A cart rolling do a hill will mostly likely get there.  But was it going too fast?  Was it going straight?  Did it stop where you wanted it to?  Pushing that cart down the hill without a feedback mechanism would be a demonstration of an 'Open Loop' system.  Now, add a governor to regulate speed , opto sensors to see where it is going, and tactile sensors to feel the wall to stop, and you have a 'Closed Loop' system.

An open loop control system is one which does not use sensors and relies on calibration to achieve the desired action. Let's say you want to use a pair on electric motors on your cart.  The speed curve for the motor states that 12V will give you 100RPM.  So, you wire up the motors, and you slap in the battery, only to find the cart is going in circles.  Why???  Mostly like one of the motors is slightly out of spec. and is turning at a different rate than the other one.  Now, take that same setup and add wheel encoders which are wired to a controller and you have a closed loop feedback system.  As the wheels move away from their set-point, the encoders feed the speed information back to the controller which adjusts the voltage (or PWM signal) to compensate.  

Advantages of closed loop systems over open loop are that it improves accuracy and gives the system the ability to automatically make continuous adjustment. Without feedback may systems would be uncontrollable.  Many actuators have built-in characteristics which makes them erratic and/or non-linear. These mechanisms could overshoot their desired target positions, move at an unintended rate, or not move at all.  Feedback will make the uncontrollable, controllable.  Feedback can also be used to change the characteristics of a system, making a linear response to a non-linear input, or non-linear to linear.

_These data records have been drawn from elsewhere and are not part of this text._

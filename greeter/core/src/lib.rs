//! Greeter Core - a single-purpose Unix domain socket listener
//!
//! The listener binds a socket at a fixed path, accepts connections one at a
//! time, and for each one reads a single chunk, logs it, writes a fixed reply
//! and closes. There is no framing and no state shared between connections.
//!
//! ```text
//!   start ─► clear socket path ─► bind ─► accept ──┬──► connection task
//!                                           ▲      │      read chunk
//!                                           │      │      log payload
//!                                           └──────┘      write reply, close
//! ```
//!
//! # Quick Start
//!
//! ```no_run
//! use greeter_core::{Listener, ListenerConfig};
//!
//! # async fn demo() -> Result<(), greeter_core::ListenerError> {
//! let listener = Listener::bind(ListenerConfig::new("/tmp/my_unix_socket")).await?;
//! listener.serve().await
//! # }
//! ```
//!
//! # Known limitations
//!
//! Connections have no idle timeout. A client that connects and never sends
//! nor closes holds a file descriptor until the peer or the OS gives up.

pub mod client;
pub mod config;
pub mod connection;
pub mod error;
pub mod listener;
pub mod socket_path;

pub use config::{
    ListenerConfig, StalePathPolicy, DEFAULT_READ_BUFFER_SIZE, DEFAULT_REPLY, DEFAULT_SOCKET_PATH,
};
pub use connection::{handle_connection, ConnectionOutcome};
pub use error::ListenerError;
pub use listener::Listener;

Feedforward Control, is essentially dealing with a disturbance before it enters and affects the system.  This is a very accurate way of dealing with systems error.  However, the feedback method assumes the disturbance was known in advanced and mechanisms/models were put into place to handle it.  The problem, here you must know and design-in the feedback system for all anticipated problems.  The configuration assumes that that the disturbances are known in advance, and that they will have sensors associated with them.  It also assumes the disturbances modeled will be the only disturbances.  Due to this added overhead, feedforward control tends to be more complicated and expensive, and requires it requires a better understanding of the system being monitored.

Remediates the disturbance before the process is affected
No affects to the stability of the process (system)

No ability to eliminate steady-state offset
Requires a sensor and model/design for each disturbance

Feedback Control, is looking at the result to see how it has changed, and then changing the input variable to compensate.  This method is tried and true.  If the controller detects a difference or error between the output value and the desired value of the process, the controller will then take the necessary corrective action to return the process to the desired value.

Very simple, and easy to build
All disturbances corrected
Offsets are easy to eliminate

Waits until output deviates from set-point before correcting
Affects closed loop stability